> [Problem details]
Look through the data below and say how many of its lines contain "NaiveDateTime", adding nothing else.

> [Supplied information]

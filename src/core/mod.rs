// Public modules
pub mod command;
pub mod error;
pub mod gate;
pub mod output;
pub mod validator;
pub mod version;

// Re-export common types for convenience
pub use command::{run, Command, CommandTable, Dispatcher, Invocation, Platform};
pub use error::{Error, ErrorCode, Result};
pub use gate::{ParsedArgs, Usage};
pub use output::{Exit, Flow, Stream};
pub use validator::{validate, validate_descriptor, Field, Rule};
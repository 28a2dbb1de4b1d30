//! Text extraction primitives.

use regex::Regex;
use std::sync::LazyLock;

static QUOTED_PATTERN: LazyLock<Regex> = LazyLock::new(|| Regex::new(r#""([^"]*)""#).unwrap());

/// Extract the first double-quoted literal on a line, without the quotes.
pub fn extract_quoted(line: &str) -> Option<String> {
    QUOTED_PATTERN
        .captures(line)
        .and_then(|caps| caps.get(1))
        .map(|m| m.as_str().to_string())
}

/// Split content on `\n`, dropping empty lines at the end of the content.
///
/// Interior blank lines are kept; a trailing `\r` stays on its line.
pub fn lines_trimmed_end(content: &str) -> Vec<&str> {
    let mut lines: Vec<&str> = content.split('\n').collect();
    while lines.last().is_some_and(|line| line.is_empty()) {
        lines.pop();
    }
    lines
}

#[cfg(test)]
mod tests {
    use super::*;

    #[test]
    fn extract_quoted_takes_first_literal() {
        assert_eq!(
            extract_quoted(r#"const VERSION string = "v1.2.3""#),
            Some("v1.2.3".to_string())
        );
        assert_eq!(
            extract_quoted(r#"pub const VERSION: &str = "0.1.0"; // "old""#),
            Some("0.1.0".to_string())
        );
        assert_eq!(extract_quoted("const VERSION string = v1"), None);
    }

    #[test]
    fn lines_trimmed_end_drops_only_trailing_blanks() {
        assert_eq!(lines_trimmed_end("a\n\nb\n\n\n"), vec!["a", "", "b"]);
        assert_eq!(lines_trimmed_end("a"), vec!["a"]);
        assert!(lines_trimmed_end("\n\n").is_empty());
    }
}
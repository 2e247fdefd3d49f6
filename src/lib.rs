pub mod config;
pub mod database;
pub mod logging;
pub mod model;
pub mod store;
pub mod types;
pub mod validation;

mod util;

pub use model::{Author, Post};
pub use validation::ValidationError;

pub(crate) mod internal;
use chrono::NaiveDateTime;
use serde::{Deserialize, Serialize};
use sqlx::FromRow;
use std::fmt::Display;

use super::{from_store, Result};
use crate::store::AuthorStore;
use crate::types::id::{marker::AuthorMarker, Id};
use crate::validation::{validate_name_present, validate_phone_number, ValidationError};

#[derive(Debug, Clone, PartialEq, Eq, FromRow, Serialize, Deserialize)]
pub struct Author {
    pub id: Id<AuthorMarker>,
    pub name: String,
    pub phone_number: Option<String>,
    pub created_at: NaiveDateTime,
    pub updated_at: Option<NaiveDateTime>,
}

impl Author {
    #[tracing::instrument(skip(store), name = "model.authors.find")]
    pub async fn find<S>(store: &S, id: Id<AuthorMarker>) -> Result<Option<Self>>
    where
        S: AuthorStore + ?Sized,
    {
        store
            .find_author(id)
            .await
            .map_err(|e| from_store(e, None))
    }

    #[tracing::instrument(skip_all, name = "model.authors.find_by_name")]
    pub async fn find_by_name<S>(store: &S, name: &str) -> Result<Option<Self>>
    where
        S: AuthorStore + ?Sized,
    {
        store
            .find_author_by_name(name)
            .await
            .map_err(|e| from_store(e, None))
    }

    /// Lists every author ordered by their ID.
    #[tracing::instrument(skip_all, name = "model.authors.list")]
    pub async fn list<S>(store: &S) -> Result<Vec<Self>>
    where
        S: AuthorStore + ?Sized,
    {
        store.list_authors().await.map_err(|e| from_store(e, None))
    }

    /// Applies the change set to the author with the given ID.
    ///
    /// It returns `None` if there's no author with that ID. An empty
    /// change set does not touch the record, `updated_at` included.
    #[tracing::instrument(skip(store, changes), name = "model.authors.update")]
    pub async fn update<S>(
        store: &S,
        id: Id<AuthorMarker>,
        changes: &AuthorChanges,
    ) -> Result<Option<Self>>
    where
        S: AuthorStore + ?Sized,
    {
        if changes.is_empty() {
            return Self::find(store, id).await;
        }

        store
            .update_author(id, changes)
            .await
            .map_err(|e| from_store(e, Some(ValidationError::NameTaken)))
    }

    /// Returns `true` if the author existed before deleting it.
    #[tracing::instrument(skip(store), name = "model.authors.delete")]
    pub async fn delete<S>(store: &S, id: Id<AuthorMarker>) -> Result<bool>
    where
        S: AuthorStore + ?Sized,
    {
        store
            .delete_author(id)
            .await
            .map_err(|e| from_store(e, None))
    }
}

impl Display for Author {
    fn fmt(&self, f: &mut std::fmt::Formatter<'_>) -> std::fmt::Result {
        write!(f, "Author(id={}, name={})", self.id, self.name)
    }
}

/// An author that is not saved yet.
#[derive(Debug, Clone, PartialEq, Eq)]
pub struct NewAuthor {
    name: String,
    phone_number: Option<String>,
}

impl NewAuthor {
    pub fn new(name: impl Into<String>) -> std::result::Result<Self, ValidationError> {
        let name = name.into();
        validate_name_present(&name)?;

        Ok(Self {
            name,
            phone_number: None,
        })
    }

    pub fn with_phone_number(
        mut self,
        phone_number: impl Into<String>,
    ) -> std::result::Result<Self, ValidationError> {
        let phone_number = phone_number.into();
        validate_phone_number(&phone_number)?;

        self.phone_number = Some(phone_number);
        Ok(self)
    }

    #[must_use]
    pub fn name(&self) -> &str {
        &self.name
    }

    #[must_use]
    pub fn phone_number(&self) -> Option<&str> {
        self.phone_number.as_deref()
    }

    /// Saves the author into the store.
    ///
    /// Name uniqueness is checked by the store while writing, so
    /// two concurrent inserts with the same name cannot both succeed.
    #[tracing::instrument(skip_all, name = "model.authors.insert")]
    pub async fn insert<S>(&self, store: &S) -> Result<Author>
    where
        S: AuthorStore + ?Sized,
    {
        store
            .insert_author(self)
            .await
            .map_err(|e| from_store(e, Some(ValidationError::NameTaken)))
    }
}

/// Field assignments to apply to an existing author.
///
/// Each setter runs the field's validator before taking the value.
#[derive(Debug, Default, Clone, PartialEq, Eq)]
pub struct AuthorChanges {
    name: Option<String>,
    phone_number: Option<Option<String>>,
}

impl AuthorChanges {
    #[must_use]
    pub fn new() -> Self {
        Self::default()
    }

    pub fn with_name(mut self, name: impl Into<String>) -> std::result::Result<Self, ValidationError> {
        let name = name.into();
        validate_name_present(&name)?;

        self.name = Some(name);
        Ok(self)
    }

    /// `None` removes the phone number of the author.
    pub fn with_phone_number(
        mut self,
        phone_number: Option<String>,
    ) -> std::result::Result<Self, ValidationError> {
        if let Some(phone_number) = phone_number.as_deref() {
            validate_phone_number(phone_number)?;
        }

        self.phone_number = Some(phone_number);
        Ok(self)
    }

    #[must_use]
    pub fn name(&self) -> Option<&str> {
        self.name.as_deref()
    }

    /// `Some(None)` means the phone number will be removed.
    #[must_use]
    pub fn phone_number(&self) -> Option<Option<&str>> {
        self.phone_number.as_ref().map(Option::as_deref)
    }

    #[must_use]
    pub fn is_empty(&self) -> bool {
        self.name.is_none() && self.phone_number.is_none()
    }

    pub(crate) fn apply(&self, author: &mut Author, now: NaiveDateTime) {
        if let Some(name) = &self.name {
            author.name.clone_from(name);
        }
        if let Some(phone_number) = &self.phone_number {
            author.phone_number.clone_from(phone_number);
        }
        author.updated_at = Some(now);
    }
}
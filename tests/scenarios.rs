#![allow(clippy::unwrap_used)]

use scribe::model::{ErrorExt, NewAuthor, NewPost};
use scribe::store::MemoryStore;
use scribe::{Author, Post, ValidationError};

#[tokio::test]
async fn second_author_with_same_name_fails() {
    let store = MemoryStore::new();

    let jane = NewAuthor::new("Jane Doe")
        .unwrap()
        .with_phone_number("5551234567")
        .unwrap()
        .insert(&store)
        .await
        .unwrap();
    assert_eq!("Author(id=1, name=Jane Doe)", jane.to_string());

    let error = NewAuthor::new("Jane Doe")
        .unwrap()
        .insert(&store)
        .await
        .unwrap_err();
    assert_eq!(Some(&ValidationError::NameTaken), error.validation_error());
    assert_eq!("Author name must be unique.", error.current_context().to_string());

    assert_eq!(vec![jane], Author::list(&store).await.unwrap());
}

#[tokio::test]
async fn clickbait_post_is_created() {
    let store = MemoryStore::new();

    let post = NewPost::new("Top 10 Secrets", "a".repeat(260), "Fiction")
        .unwrap()
        .with_summary("b".repeat(100))
        .unwrap()
        .insert(&store)
        .await
        .unwrap();

    assert_eq!(Some(post), Post::find(&store, scribe::types::Id::new(1)).await.unwrap());
}

#[test]
fn normal_title_is_rejected() {
    let error = NewPost::new("A Normal Day", "a".repeat(260), "Fiction").unwrap_err();
    assert_eq!(ValidationError::TitleNotClickbait, error);
    assert_eq!("title", error.field());
}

> [Response to this exercise]
4